Yaşamının, birikiminin ve entelektüel duruşunun tüm yerel yöneticilerce incelenmesini ve örnek alınmasını sık sık anımsattığım, Salihli’nin unutulmaz başkanı –ışıklar içinde uyusun- Zafer Keskiner, Yıldız Kenter’den Güngör Dilmen’e çok değerli insanlardan oluşturmuştu seçiciler kurulunu. Bir ilçe belediyesi ilk kez “Oyun Yazma Yarışması” düzenlemişti. 12 Eylül faşizminin etkileri kıyasıya sürüyordu ve ben o dönemin yüz karası hukuk cinayetlerinden birini, düzmece mahkemelerle yaşı büyütülerek idam edilen 17 yaşındaki Erdal Eren’i anlatan oyunum “Külrengi Sabahlar” ile katılmış ve ödüllendirilmiştim. Yaşamımın ve mesleğimin en onurlu anılarından biridir ve benim için ibretlik bir anıyla daha da unutulmazdır. O sıralarda Devlet Tiyatrosunda çalışıyordum. Bir gün haber verdiler: “Güngör Dilmen geldi, seni soruyor.” Koşarcasına bahçeye indim. İnanılmaz bir şeydi, mesleğimin dev örneklerinden ve ilk başarımı onurlandıran seçiciler kurulunun üyelerinden biri, beni ziyarete gelmişti. Üç beş kelamdan sonra sözü “Külrengi Sabahlar”a getirdi. Oyunumu övüyor, dahası için yüreklendirip öğütler veriyordu. Ego şişkinliği mi, şımarıklık mı, haddini bilmezlik mi, siz karar verin; olmadık bir yerde sözünü kesip, “Teşekkür ederim ama oyunda vahim bir dramaturjik hata var, onu görmemişsiniz” deyiverdim. Kıpkırmızı kesildi. Oyunda anne, kişiliksiz avukat ağabeyinden “Evren’e mektup yazın, o bağışlar” tavsiyesi alıyor ama oyunda bu konuya bir daha hiç değinilmiyordu. Evet, haklıydım. Oyunum kitaplaşırken, bu durumu açıklayan bir sahne yazacak ve öyle sahnelenmesini sağlayacaktım. Usta birden kalktı, beni benle başbaşa bırakıp tiyatrodan çıktı gitti. Aradan hayli zaman geçecek, özrümü kabul edecek ve sık olmasa da görüşecektik. Ama ben o gün öğreneceğimi öğrenecektim: haklılık yetmezdi, aynı zamanda haklılık meramını dillendirecek kelam ve o kelamı güzelleştirecek incelik de olmalıydı. Dahası, Turgut Özakman ve Suat Taşer’in yıllarca öğrettiklerini hazmedip bir yaşam biçimine çevirmek için, Güngör Dilmen’e saygısızlık yapmam gerekmezdi. Ne zaman anımsasam, içimde bir şeyler yer değiştirir.

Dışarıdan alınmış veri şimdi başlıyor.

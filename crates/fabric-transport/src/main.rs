#![warn(missing_docs)]

//! fabric-selftest: exercises the transport over the simulated NIC.

use std::path::PathBuf;
use std::sync::atomic::{AtomicUsize, Ordering};
use std::thread;
use std::time::Instant;

use anyhow::{bail, Context, Result};
use clap::{Parser, Subcommand};
use parking_lot::{Condvar, Mutex};
use fabric_transport::{
    MetricsSnapshot, Operation, Role, SimFabric, Transport, TransportConfig,
};
use serde::Serialize;
use tracing_subscriber::{fmt, prelude::*, EnvFilter};

#[derive(Debug, Parser)]
#[command(name = "fabric-selftest", version, about = "Fabric transport self-test")]
struct Cli {
    /// Transport configuration file (TOML or JSON).
    #[arg(long, short, env = "FABRIC_CONFIG")]
    config: Option<PathBuf>,

    /// Emit logs as JSON.
    #[arg(long)]
    json: bool,

    #[command(subcommand)]
    command: Command,
}

#[derive(Debug, Subcommand)]
enum Command {
    /// Start a transport and print its contact URL.
    Url,
    /// Run a server and clients through the request queue in-process.
    SelfTest {
        /// Request-queue slots on the server.
        #[arg(long, default_value_t = 16)]
        slots: usize,
        /// Bytes per slot.
        #[arg(long, default_value_t = 512)]
        slot_size: usize,
        /// Client transports; must be fewer than half the slots.
        #[arg(long, default_value_t = 2)]
        clients: usize,
        /// Requests sent by each client.
        #[arg(long, default_value_t = 8)]
        requests: usize,
    },
}

#[derive(Debug, Serialize)]
struct Report {
    url: String,
    clients: usize,
    requests_delivered: usize,
    payload_mismatches: usize,
    elapsed_ms: u128,
    server: MetricsSnapshot,
    clients_total: MetricsSnapshot,
}

fn init_logging(json: bool) {
    let filter = EnvFilter::try_from_default_env().unwrap_or_else(|_| EnvFilter::new("info"));
    if json {
        tracing_subscriber::registry()
            .with(fmt::layer().json())
            .with(filter)
            .init();
    } else {
        tracing_subscriber::registry()
            .with(fmt::layer())
            .with(filter)
            .init();
    }
}

fn load_config(path: Option<&PathBuf>) -> Result<TransportConfig> {
    let config = match path {
        Some(path) => TransportConfig::from_file(path)
            .with_context(|| format!("loading {}", path.display()))?,
        None => TransportConfig::default(),
    };
    Ok(config.with_env(|key| std::env::var(key).ok()))
}

fn main() -> Result<()> {
    let cli = Cli::parse();
    init_logging(cli.json);
    let config = load_config(cli.config.as_ref())?;

    match cli.command {
        Command::Url => {
            let fabric = SimFabric::default();
            let transport = Transport::init(config, fabric.add_nic())?;
            println!("{}", transport.url());
            transport.fini()?;
        }
        Command::SelfTest {
            slots,
            slot_size,
            clients,
            requests,
        } => {
            let report = self_test(config, slots, slot_size, clients, requests)?;
            println!("{}", serde_json::to_string_pretty(&report)?);
            if report.payload_mismatches > 0 {
                bail!("{} payload mismatches", report.payload_mismatches);
            }
        }
    }
    Ok(())
}

fn payload(client: usize, seq: usize, len: usize) -> Vec<u8> {
    let mut bytes = vec![0u8; len];
    let tag = format!("client-{client}-request-{seq}");
    let n = tag.len().min(len);
    bytes[..n].copy_from_slice(&tag.as_bytes()[..n]);
    bytes
}

fn self_test(
    config: TransportConfig,
    slots: usize,
    slot_size: usize,
    clients: usize,
    requests: usize,
) -> Result<Report> {
    if clients == 0 || requests == 0 {
        bail!("need at least one client and one request");
    }
    // One request in flight per client keeps the live count under half the ring.
    if clients >= slots / 2 {
        bail!("{clients} clients need more than {} slots", 2 * clients);
    }
    let fabric = SimFabric::default();
    let started = Instant::now();
    let credit_wait = config.op_timeout();
    let timeout = Some(credit_wait);

    let server = Transport::init(config.clone(), fabric.add_nic())?;
    let mut queue = server.register(vec![0u8; slots * slot_size], slot_size, Role::RequestQueue, None)?;
    let url = server.url().to_string();
    tracing::info!(%url, slots, slot_size, clients, requests, "self-test starting");

    let client_config = TransportConfig {
        listen_port: 0,
        contact_file: None,
        ..config
    };
    let mut client_transports = Vec::with_capacity(clients);
    for _ in 0..clients {
        let transport = Transport::init(client_config.clone(), fabric.add_nic())?;
        let peer = transport.connect(&url, timeout)?;
        client_transports.push((transport, peer));
    }

    let expected = clients * requests;
    let delivered = AtomicUsize::new(0);
    let mismatches = AtomicUsize::new(0);
    let credits = Mutex::new(vec![0usize; clients]);
    let consumed = Condvar::new();

    thread::scope(|s| -> Result<()> {
        let mut senders = Vec::with_capacity(clients);
        for (client, (transport, peer)) in client_transports.iter().enumerate() {
            let credits = &credits;
            let consumed = &consumed;
            senders.push(s.spawn(move || -> Result<()> {
                let mut handle = transport.register(vec![0u8; slot_size], 1, Role::Send, Some(peer))?;
                for seq in 0..requests {
                    let mut done = credits.lock();
                    while done[client] < seq {
                        if consumed.wait_for(&mut done, credit_wait).timed_out() {
                            bail!("client {client} stalled before request {seq}");
                        }
                    }
                    drop(done);
                    handle.write(0, &payload(client, seq, slot_size))?;
                    transport.send(&mut handle, None)?;
                    transport.wait(&mut handle, Operation::Send, timeout)?;
                }
                transport.unregister(handle)?;
                Ok(())
            }));
        }

        while delivered.load(Ordering::Relaxed) < expected {
            let status = server.wait(&mut queue, Operation::Receive, timeout)?;
            let bytes = queue.read(status.offset as usize, status.length as usize)?;
            let known = (0..clients)
                .flat_map(|c| (0..requests).map(move |r| (c, r)))
                .find(|&(c, r)| bytes == payload(c, r, slot_size));
            match known {
                Some((client, seq)) => {
                    let mut done = credits.lock();
                    if done[client] != seq {
                        mismatches.fetch_add(1, Ordering::Relaxed);
                        tracing::warn!(client, seq, expected = done[client], "request out of order");
                    }
                    done[client] = done[client].max(seq + 1);
                    consumed.notify_all();
                }
                None => {
                    mismatches.fetch_add(1, Ordering::Relaxed);
                    tracing::warn!(offset = status.offset, "unexpected request payload");
                }
            }
            delivered.fetch_add(1, Ordering::Relaxed);
        }

        for sender in senders {
            match sender.join() {
                Ok(result) => result?,
                Err(_) => bail!("client thread panicked"),
            }
        }
        Ok(())
    })?;

    let mut total = MetricsSnapshot::default();
    for (transport, _) in &client_transports {
        let m = transport.metrics();
        total.connections_opened += m.connections_opened;
        total.requests_sent += m.requests_sent;
        total.bytes_put += m.bytes_put;
        total.slot_overflows += m.slot_overflows;
        total.unblocks_received += m.unblocks_received;
        total.waits_completed += m.waits_completed;
        transport.fini()?;
    }
    server.unregister(queue)?;
    let server_metrics = server.metrics();
    server.fini()?;

    let elapsed = started.elapsed();
    tracing::info!(elapsed_ms = elapsed.as_millis() as u64, "self-test finished");
    Ok(Report {
        url,
        clients,
        requests_delivered: delivered.into_inner(),
        payload_mismatches: mismatches.into_inner(),
        elapsed_ms: elapsed.as_millis(),
        server: server_metrics,
        clients_total: total,
    })
}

Son derece kişisel bir anıyı neden paylaştım? Bugün sokakta, evde, işte ve kuşkusuz aşkta ilişkilerimizi bir türlü iletişime çeviremiyoruz. Kabalığı erkeklik, şirretliği kadınlık, küstahlığı bilginlik, hadsizliği aşmışlık sanıyoruz. Bir öfke ve şiddet zehiri, dilimizi ve edamızı çekilmez yapıyor. Bilgimizin, görgümüzün, liyakatin, inceliğin boşluğun yerini makamla, parayla, yetkiyle, fiziksel ya da düşünsel zorbalıkla doldurmaya çalışıyoruz. Ne kadar bağırırsak, ne kadar fazla konuşursak, ne kadar korkutup tehdit edersek, o kadar haklı çıkacağımızı ve karşımızdakini buyruğumuza sokacağımızı sanıyoruz. Karamsar bir tablo çizdiğimi söyleyenler çıkabilir. Ben de derim ki, son 24 saatinizi içtenlikle gözden geçirin. Muhatap olduğunuz ve muhatap kıldığınız kaç söz, kaç davranış söylediklerimi haklı ya da haksız çıkarıyor?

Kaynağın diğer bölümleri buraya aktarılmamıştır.